Description of the task :: In the records below, find each line with "verbose" and copy it.

Extracted data ::
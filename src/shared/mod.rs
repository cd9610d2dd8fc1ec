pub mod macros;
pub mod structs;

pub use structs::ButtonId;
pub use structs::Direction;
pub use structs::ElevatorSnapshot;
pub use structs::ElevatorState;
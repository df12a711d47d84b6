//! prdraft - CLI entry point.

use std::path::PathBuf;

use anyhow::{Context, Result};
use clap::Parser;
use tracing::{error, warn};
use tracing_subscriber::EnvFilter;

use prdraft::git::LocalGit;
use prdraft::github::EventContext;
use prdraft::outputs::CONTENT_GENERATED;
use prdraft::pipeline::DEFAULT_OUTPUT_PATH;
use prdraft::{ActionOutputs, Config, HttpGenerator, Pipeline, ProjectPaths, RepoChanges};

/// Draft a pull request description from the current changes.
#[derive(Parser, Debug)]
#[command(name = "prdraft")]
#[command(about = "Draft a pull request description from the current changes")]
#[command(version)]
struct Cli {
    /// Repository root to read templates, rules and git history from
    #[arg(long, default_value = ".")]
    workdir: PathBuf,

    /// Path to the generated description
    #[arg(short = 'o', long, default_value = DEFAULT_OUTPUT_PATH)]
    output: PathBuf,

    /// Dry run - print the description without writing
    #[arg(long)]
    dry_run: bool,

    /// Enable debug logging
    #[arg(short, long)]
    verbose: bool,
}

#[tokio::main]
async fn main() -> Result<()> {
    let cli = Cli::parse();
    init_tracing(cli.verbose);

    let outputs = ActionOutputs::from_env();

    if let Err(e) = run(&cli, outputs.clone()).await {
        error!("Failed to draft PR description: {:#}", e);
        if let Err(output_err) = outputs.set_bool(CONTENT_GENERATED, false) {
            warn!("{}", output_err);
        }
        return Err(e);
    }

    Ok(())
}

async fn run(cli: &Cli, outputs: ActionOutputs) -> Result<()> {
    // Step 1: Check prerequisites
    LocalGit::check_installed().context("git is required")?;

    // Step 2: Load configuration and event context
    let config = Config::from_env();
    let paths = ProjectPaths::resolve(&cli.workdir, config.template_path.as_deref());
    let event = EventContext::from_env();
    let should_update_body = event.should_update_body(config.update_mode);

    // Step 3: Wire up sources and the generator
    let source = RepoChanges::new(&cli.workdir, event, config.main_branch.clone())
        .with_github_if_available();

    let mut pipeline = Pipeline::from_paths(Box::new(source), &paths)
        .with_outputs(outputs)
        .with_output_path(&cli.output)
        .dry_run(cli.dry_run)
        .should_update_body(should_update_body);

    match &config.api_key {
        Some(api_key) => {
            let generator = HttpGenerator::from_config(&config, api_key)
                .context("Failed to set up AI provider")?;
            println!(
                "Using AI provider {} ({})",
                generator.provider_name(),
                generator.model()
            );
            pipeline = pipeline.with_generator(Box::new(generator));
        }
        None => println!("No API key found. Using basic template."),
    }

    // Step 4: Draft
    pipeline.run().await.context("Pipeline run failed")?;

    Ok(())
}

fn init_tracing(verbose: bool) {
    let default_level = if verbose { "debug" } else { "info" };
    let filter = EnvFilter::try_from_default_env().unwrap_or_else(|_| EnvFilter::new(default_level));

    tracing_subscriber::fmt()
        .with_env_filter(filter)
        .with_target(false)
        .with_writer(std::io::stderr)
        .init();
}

Response to this task ::
    verbose: bool,
    init_tracing(cli.verbose);
fn init_tracing(verbose: bool) {
    let default_level = if verbose { "debug" } else { "info" };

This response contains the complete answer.